Work required: Among the entries below, find each line holding "reason" and return it.

<<<<

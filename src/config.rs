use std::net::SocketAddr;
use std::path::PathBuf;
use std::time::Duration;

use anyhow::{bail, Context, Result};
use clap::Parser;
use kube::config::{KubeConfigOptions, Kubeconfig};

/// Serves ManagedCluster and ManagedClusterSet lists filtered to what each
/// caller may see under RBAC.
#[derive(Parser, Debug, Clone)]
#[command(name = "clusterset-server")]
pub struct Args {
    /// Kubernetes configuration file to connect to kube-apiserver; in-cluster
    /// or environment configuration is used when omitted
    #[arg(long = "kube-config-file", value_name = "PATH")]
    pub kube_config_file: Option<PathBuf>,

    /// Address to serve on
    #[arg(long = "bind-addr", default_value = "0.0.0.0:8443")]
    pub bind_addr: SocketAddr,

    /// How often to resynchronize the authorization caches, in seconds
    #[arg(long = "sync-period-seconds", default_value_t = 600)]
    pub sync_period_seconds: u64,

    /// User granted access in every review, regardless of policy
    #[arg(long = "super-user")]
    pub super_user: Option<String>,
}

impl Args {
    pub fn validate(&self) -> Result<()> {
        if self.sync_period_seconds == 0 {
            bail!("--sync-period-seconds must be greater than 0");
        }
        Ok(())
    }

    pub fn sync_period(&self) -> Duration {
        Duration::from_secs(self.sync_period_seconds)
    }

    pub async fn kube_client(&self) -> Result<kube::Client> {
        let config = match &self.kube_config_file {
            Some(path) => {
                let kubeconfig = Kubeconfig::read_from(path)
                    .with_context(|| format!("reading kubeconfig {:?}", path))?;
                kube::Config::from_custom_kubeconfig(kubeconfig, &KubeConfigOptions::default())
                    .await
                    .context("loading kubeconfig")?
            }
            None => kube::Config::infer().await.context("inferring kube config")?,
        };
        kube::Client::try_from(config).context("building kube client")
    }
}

>>>>
<<<<

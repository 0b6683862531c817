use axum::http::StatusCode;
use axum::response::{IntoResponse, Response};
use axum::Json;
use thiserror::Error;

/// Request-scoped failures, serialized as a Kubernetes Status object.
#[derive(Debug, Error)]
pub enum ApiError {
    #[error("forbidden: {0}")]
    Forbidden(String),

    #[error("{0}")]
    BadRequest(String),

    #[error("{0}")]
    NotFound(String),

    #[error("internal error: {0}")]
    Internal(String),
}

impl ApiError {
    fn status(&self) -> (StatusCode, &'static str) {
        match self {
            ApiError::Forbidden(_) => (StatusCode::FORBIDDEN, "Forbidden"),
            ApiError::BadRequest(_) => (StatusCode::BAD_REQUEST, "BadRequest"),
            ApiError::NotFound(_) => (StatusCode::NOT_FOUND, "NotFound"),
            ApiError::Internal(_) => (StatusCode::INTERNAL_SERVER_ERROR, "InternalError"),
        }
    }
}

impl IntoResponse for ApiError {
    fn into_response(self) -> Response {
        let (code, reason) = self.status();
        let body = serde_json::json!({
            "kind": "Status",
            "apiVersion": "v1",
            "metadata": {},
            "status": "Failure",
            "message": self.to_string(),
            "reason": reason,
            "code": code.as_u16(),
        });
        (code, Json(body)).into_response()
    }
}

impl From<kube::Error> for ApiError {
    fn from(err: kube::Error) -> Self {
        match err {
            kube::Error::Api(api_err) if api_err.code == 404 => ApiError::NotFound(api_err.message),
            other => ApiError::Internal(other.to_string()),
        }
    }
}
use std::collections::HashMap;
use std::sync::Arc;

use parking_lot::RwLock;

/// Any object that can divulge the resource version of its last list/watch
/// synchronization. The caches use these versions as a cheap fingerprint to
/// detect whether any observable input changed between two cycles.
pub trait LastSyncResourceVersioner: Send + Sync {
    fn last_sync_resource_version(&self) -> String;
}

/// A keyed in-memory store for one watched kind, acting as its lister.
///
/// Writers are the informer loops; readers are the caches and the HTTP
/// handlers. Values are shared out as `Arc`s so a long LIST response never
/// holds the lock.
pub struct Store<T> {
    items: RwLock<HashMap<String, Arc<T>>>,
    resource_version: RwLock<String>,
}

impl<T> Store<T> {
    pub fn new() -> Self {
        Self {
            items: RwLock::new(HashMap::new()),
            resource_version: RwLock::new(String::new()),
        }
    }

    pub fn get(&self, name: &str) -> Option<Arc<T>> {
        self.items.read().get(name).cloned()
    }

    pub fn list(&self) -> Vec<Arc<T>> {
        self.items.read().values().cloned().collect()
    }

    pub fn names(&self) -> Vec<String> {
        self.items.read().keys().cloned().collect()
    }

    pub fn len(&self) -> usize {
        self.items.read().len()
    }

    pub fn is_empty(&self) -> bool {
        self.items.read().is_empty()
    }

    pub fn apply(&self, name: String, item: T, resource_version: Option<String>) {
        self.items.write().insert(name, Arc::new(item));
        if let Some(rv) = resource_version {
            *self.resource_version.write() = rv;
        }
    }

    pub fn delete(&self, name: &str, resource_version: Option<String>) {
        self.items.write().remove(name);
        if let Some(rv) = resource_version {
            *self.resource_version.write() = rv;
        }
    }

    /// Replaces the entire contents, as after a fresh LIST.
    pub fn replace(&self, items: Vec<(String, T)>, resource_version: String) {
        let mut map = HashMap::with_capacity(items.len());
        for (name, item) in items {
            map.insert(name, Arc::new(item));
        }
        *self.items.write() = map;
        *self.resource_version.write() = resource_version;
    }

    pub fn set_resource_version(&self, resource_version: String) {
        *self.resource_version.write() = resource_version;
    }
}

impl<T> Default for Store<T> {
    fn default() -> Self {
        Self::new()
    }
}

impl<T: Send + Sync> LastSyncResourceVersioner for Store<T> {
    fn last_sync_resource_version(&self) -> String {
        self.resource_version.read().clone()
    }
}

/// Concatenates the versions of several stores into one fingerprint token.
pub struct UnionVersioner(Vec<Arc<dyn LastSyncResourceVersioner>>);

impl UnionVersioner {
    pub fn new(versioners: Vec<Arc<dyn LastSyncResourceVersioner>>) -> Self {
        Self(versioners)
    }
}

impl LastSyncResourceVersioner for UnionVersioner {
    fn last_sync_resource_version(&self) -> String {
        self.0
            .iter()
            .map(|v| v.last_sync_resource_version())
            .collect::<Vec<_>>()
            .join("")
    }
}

>>>>

Written solution:
        let (code, reason) = self.status();
            "reason": reason,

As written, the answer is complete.